405 5. Tel était aussi Pierre, objet d'une si grande miséricorde, et Jésus-Christ le lui avait signifié par cet oracle : « Voici que Satan a demandé de vous cribler, comme le froment; mais j'ai prié pour toi, afin que ta foi ne défaille point » . (Lc 22,31) Saint Jean de même n'était ce qu'il était que par miséricorde, ou pour mieux. dire, tous les apôtres, puisque Jésus-Christ leur disait : « Ce n'est pas vous qui m'avez choisi; c'est moi qui ai a fait choix de vous». (Jn 15,16) En effet, nous avons tous besoin de la miséricorde de Dieu : « La miséricorde de Dieu », dit l'Ecriture, « est sur toute chair ».

Si de tels hommes ont eu besoin de la miséricorde de Dieu, que dirons-nous des autres? Quelle autre cause, dites-moi, fait lever le soleil sur les bons et sur les méchants ? Si pendant une année seulement elle enchaînait les pluies, le genre humain tout entier n'aurait-il pas péri? Et qu'arriverait-il si Dieu multipliait les orages, s'il faisait tomber le feu en pluie, les moucherons en nuées? Mais que dis-je ?Qu'il amène seulement la nuit continuelle, comme il l'a fait déjà, tous les hommes ne seront-ils pas perdus? Qu'il secoue la terre, tous ne devront-ils pas périr? « Qu'est-ce que l'homme », ô mon Dieu, « pour que vous daigniez vous souvenir de lui? » (Ps 8,5) L'heure n'est-elle pas venue de dire, qu'une simple menace de Dieu contre la terre suffit pour que tous les hommes ne soient plus qu'un tombeau ? « Ce qu'est une goutte d'eau dans l'urne, les nations le sont à ses yeux, elles ne sont pour lui qu'un peu d'écume, qu'une inclinaison d'une balance ». (Is 40,15) Autant il nous est facile d'imprimer le mouvement à une balance, autant il lui est aisé de tout anéantir et de tout refaire à nouveau. Puisqu'il nous tient dans sa main avec une telle puissance, et que chaque jour il nous voit l'offenser sans nous punir, ne nous supporte-t-il pas dans sa miséricorde? Les animaux mêmes sont et subsistent par sa miséricorde : « Vous sauverez, Seigneur», s'écrie le Prophète, « les hommes et les animaux ». (Ps 35,7) Dieu a regardé le monde, et l'a rempli d'êtres vivants : pour qui? Pour vous; et vous-mêmes, pourquoi vous créa-t-il? Par sa bonté.
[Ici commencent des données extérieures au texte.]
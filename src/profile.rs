//! This module is used to define the register tables of the supported inverters.
//!
//! Each inverter model gets a static [`InverterProfile`]. Adding a model means
//! adding a new table here and listing it in [`PROFILES`].

use strum_macros::{EnumIter, IntoStaticStr};

/// Which snapshot field a register value is written to.
#[derive(Debug, EnumIter, IntoStaticStr, PartialEq, Eq, Clone, Copy)]
pub enum RegisterTarget {
    /// Grid power in W. Positive = import.
    GridPower,
    /// PV power in W.
    PvPower,
    /// Battery power in W. Positive = discharge.
    BatteryPower,
    /// Total house load in W.
    LoadPower,
    /// Battery state of charge in %.
    StateOfCharge,
    /// Battery state of health in %.
    StateOfHealth,
    /// Inverter status code.
    Status,
    /// Operation flag bitfield.
    OperationFlags,
    /// PV energy produced today in Wh.
    PvEnergyToday,
    /// Energy bought from the grid today in Wh.
    GridEnergyToday,
    /// Energy sold to the grid today in Wh.
    SoldEnergyToday,
    /// Read, then discarded.
    Ignore,
}

/// One mapped register.
#[derive(Debug, Clone, Copy, PartialEq, Eq)]
pub struct RegisterDef {
    /// Protocol register number.
    pub address: u16,
    /// `1` for a 16 bit value, `2` for a 32 bit big-endian register pair.
    pub count: u8,
    pub signed: bool,
    /// Divisor. `0` disables scaling.
    pub gain: i32,
    pub multiply: i32,
    pub target: RegisterTarget,
}

impl RegisterDef {
    pub const fn u16(address: u16, gain: i32, multiply: i32, target: RegisterTarget) -> Self {
        Self::new(address, 1, false, gain, multiply, target)
    }

    pub const fn i16(address: u16, gain: i32, multiply: i32, target: RegisterTarget) -> Self {
        Self::new(address, 1, true, gain, multiply, target)
    }

    pub const fn u32(address: u16, gain: i32, multiply: i32, target: RegisterTarget) -> Self {
        Self::new(address, 2, false, gain, multiply, target)
    }

    pub const fn i32(address: u16, gain: i32, multiply: i32, target: RegisterTarget) -> Self {
        Self::new(address, 2, true, gain, multiply, target)
    }

    const fn new(
        address: u16,
        count: u8,
        signed: bool,
        gain: i32,
        multiply: i32,
        target: RegisterTarget,
    ) -> Self {
        Self {
            address,
            count,
            signed,
            gain,
            multiply,
            target,
        }
    }
}

/// A named, fixed register table for one inverter model.
#[derive(Debug)]
pub struct InverterProfile {
    pub name: &'static str,
    pub registers: &'static [RegisterDef],
}

/// Solinteg hybrid inverters, Modbus register table V00.17.
static SOLINTEG_REGISTERS: [RegisterDef; 10] = {
    use RegisterTarget as T;
    [
        // Smart meter: + import, - export.
        RegisterDef::i32(11000, 1000, 1, T::GridPower),
        RegisterDef::u32(11028, 1000, 1, T::PvPower),
        // + discharge, - charge.
        RegisterDef::i32(30258, 1000, 1, T::BatteryPower),
        RegisterDef::i32(31306, 1000, 1, T::LoadPower),
        RegisterDef::u16(33000, 100, 1, T::StateOfCharge),
        RegisterDef::u16(33001, 100, 1, T::StateOfHealth),
        RegisterDef::u16(10105, 1, 1, T::Status),
        // Daily energy counters.
        RegisterDef::u16(31005, 10, 100, T::PvEnergyToday),
        RegisterDef::u16(31001, 10, 100, T::GridEnergyToday),
        RegisterDef::u16(31000, 10, 100, T::SoldEnergyToday),
    ]
};

// TODO: fill in once the Sermatec register documentation is available.
static SERMATEC_REGISTERS: [RegisterDef; 0] = [];

/// All known profiles. The index is the one stored in the device configuration.
pub static PROFILES: [InverterProfile; 2] = [
    InverterProfile {
        name: "Solinteg",
        registers: &SOLINTEG_REGISTERS,
    },
    InverterProfile {
        name: "Sermatec",
        registers: &SERMATEC_REGISTERS,
    },
];

/// Look up a profile by its configuration index.
pub fn profile(index: usize) -> Option<&'static InverterProfile> {
    PROFILES.get(index)
}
Rien n'est comparable à cette huile de la miséricorde. Elle est la cause et l'aliment de la lumière ici-bas et plus haut. « Un jour », en effet, dit le Prophète, « votre lumière éclatera comme l'aube du matin » (Is 58,8), si vous pratiquez la miséricorde envers le prochain. Et ce sera justice : comme l'huile alimente le phare qui éclaire les navigateurs, ainsi pour l'autre vie l'aumône nous allume et nous procure une grande et admirable lumière. Cette huile, Paul en parlait souvent et grandement. Ecoutez-le nous dire tantôt : « Seulement souvenons-nous des pauvres ! » (Ga 2,10) Tantôt : « S'il vaut la peine, j'irai moi-même ». (1Co 16,4) Partout, toujours, en toute manière, cette vertu fait l'objet de sa sollicitude. C'est ainsi qu'il dit encore : « Que les nôtres aussi apprennent à surpasser tout le monde par les bonnes oeuvres » ; et ailleurs : « Toutes ces choses sont bonnes et utiles aux hommes ». () Ecoutez un autre écrivain sacré : « L'aumône délivre de la mort ». (Tb 12,9) «Seigneur », dit un autre Prophète, « Seigneur, si vous écartez votre miséricorde, « qui donc pourra subsister ? » Et encore : « Si vous entrez en jugement avec votre serviteur ». (Ps 129,3 Ps 142,2) Et enfin « Une grande chose, c'est l'homme ; une merveille d'honneur, c'est l'homme miséricordieux ». (Pr 20,6)

Faire miséricorde, c'est tout l'homme, disons mieux, c'est déjà Dieu. Voyez quelle est la puissance de la divine miséricorde. Elle a fait toutes choses, et spécialement elle a créé le monde et les anges eux-mêmes, tout cela, je le répète, par le seul effet de sa bonté. Il ne nous a menacés de l'enfer qu'afin que nous possédions son royaume, et ce royaume aussi nous le devrons à la miséricorde. Pourquoi Dieu, bien qu'heureux dans sa solitude, a-t-il voulu donner l'existence à tant de créatures ? N'est-ce pas par bonté? n'est-ce pas par amour? Oui, si vous demandez pourquoi telle créature, pourquoi telle autre, de toutes parts vous découvrirez la bonté divine.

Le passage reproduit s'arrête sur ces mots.